# WHAT YOU WILL DO
Among the records, which lines include "Sync"? List them.

# Dataset entries
//! API error type and [`axum::response::IntoResponse`] implementation.
//!
//! Every error body has the same shape:
//!
//! ```json
//! { "code": "unknown_shift", "error": "turno desconhecido: D", "field": "shift" }
//! ```

use axum::{
  Json,
  http::StatusCode,
  response::{IntoResponse, Response},
};
use serde_json::json;
use thiserror::Error;
use vermiqc_core::{DomainError, Locale};

/// An error returned by an API handler.
#[derive(Debug, Error)]
pub enum ApiError {
  /// A domain error, already rendered in the caller's locale.
  #[error("{message}")]
  Domain {
    status:  StatusCode,
    code:    &'static str,
    message: String,
    field:   Option<String>,
  },

  #[error("not found: {0}")]
  NotFound(String),

  #[error("bad request: {0}")]
  BadRequest(String),

  /// A body, query string, or path that did not deserialize.
  #[error("{message}")]
  Malformed { part: &'static str, message: String },

  #[error("store error: {0}")]
  Store(#[source] Box<dyn std::error::Error + Send + Sync>),
}

impl ApiError {
  /// Render a core error in `locale`.
  pub fn domain(err: &vermiqc_core::Error, locale: Locale) -> Self {
    Self::Domain {
      status:  status_for(err.code()),
      code:    err.code(),
      message: err.localized(locale),
      field:   err.field(),
    }
  }

  /// Map a backend error: domain errors keep their code, anything else is
  /// an internal error.
  pub fn store<E>(err: E, locale: Locale) -> Self
  where
    E: std::error::Error + DomainError + Send + Sync + 'static,
  {
    match err.as_domain() {
      Some(domain) => Self::domain(domain, locale),
      None => Self::Store(Box::new(err)),
    }
  }

  /// Reject an unreadable `part` of the request (`body`, `query`, `path`).
  pub fn malformed(locale: Locale, part: &'static str, detail: String) -> Self {
    let message = match locale {
      Locale::En => format!("malformed request {part}: {detail}"),
      Locale::PtBr => {
        let part = match part {
          "body" => "corpo",
          "query" => "consulta",
          _ => "caminho",
        };
        format!("{part} da requisição inválido: {detail}")
      }
    };
    Self::Malformed { part, message }
  }

  pub fn status(&self) -> StatusCode {
    match self {
      ApiError::Domain { status, .. } => *status,
      ApiError::NotFound(_) => StatusCode::NOT_FOUND,
      ApiError::BadRequest(_) | ApiError::Malformed { .. } => {
        StatusCode::BAD_REQUEST
      }
      ApiError::Store(_) => StatusCode::INTERNAL_SERVER_ERROR,
    }
  }
}

fn status_for(code: &str) -> StatusCode {
  match code {
    "sample_not_found" | "measurement_not_found" => StatusCode::NOT_FOUND,
    "duplicate_sample" | "duplicate_measurement" => StatusCode::CONFLICT,
    "backend_unavailable" => StatusCode::SERVICE_UNAVAILABLE,
    _ => StatusCode::UNPROCESSABLE_ENTITY,
  }
}

impl IntoResponse for ApiError {
  fn into_response(self) -> Response {
    let status = self.status();
    let (code, message, field) = match self {
      ApiError::Domain { code, message, field, .. } => (code, message, field),
      ApiError::NotFound(m) => ("not_found", m, None),
      ApiError::BadRequest(m) => ("bad_request", m, None),
      ApiError::Malformed { part, message } => {
        ("bad_request", message, Some(part.to_owned()))
      }
      ApiError::Store(e) => {
        tracing::error!(error = %e, "store failure");
        ("internal", e.to_string(), None)
      }
    };
    (status, Json(json!({ "code": code, "error": message, "field": field })))
      .into_response()
  }
}

#[cfg(test)]
mod tests {
  use super::*;

  #[test]
  fn statuses_follow_the_error_code() {
    let locale = Locale::En;
    let cases = [
      (vermiqc_core::Error::DuplicateSample("k".into()), 409),
      (vermiqc_core::Error::UnknownLine("L9".into()), 422),
      (vermiqc_core::Error::BackendUnavailable("locked".into()), 503),
      (vermiqc_core::Error::SampleNotFound(uuid::Uuid::nil()), 404),
    ];
    for (err, status) in cases {
      assert_eq!(ApiError::domain(&err, locale).status().as_u16(), status);
    }
  }

  #[test]
  fn messages_are_localized() {
    let err = vermiqc_core::Error::UnknownShift("D".into());
    let ApiError::Domain { message, field, .. } =
      ApiError::domain(&err, Locale::PtBr)
    else {
      panic!("expected a domain error");
    };
    assert_eq!(message, "turno desconhecido: D");
    assert_eq!(field.as_deref(), Some("shift"));
  }
}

# WRITTEN SOLUTION
  Store(#[source] Box<dyn std::error::Error + Send + Sync>),
    E: std::error::Error + DomainError + Send + Sync + 'static,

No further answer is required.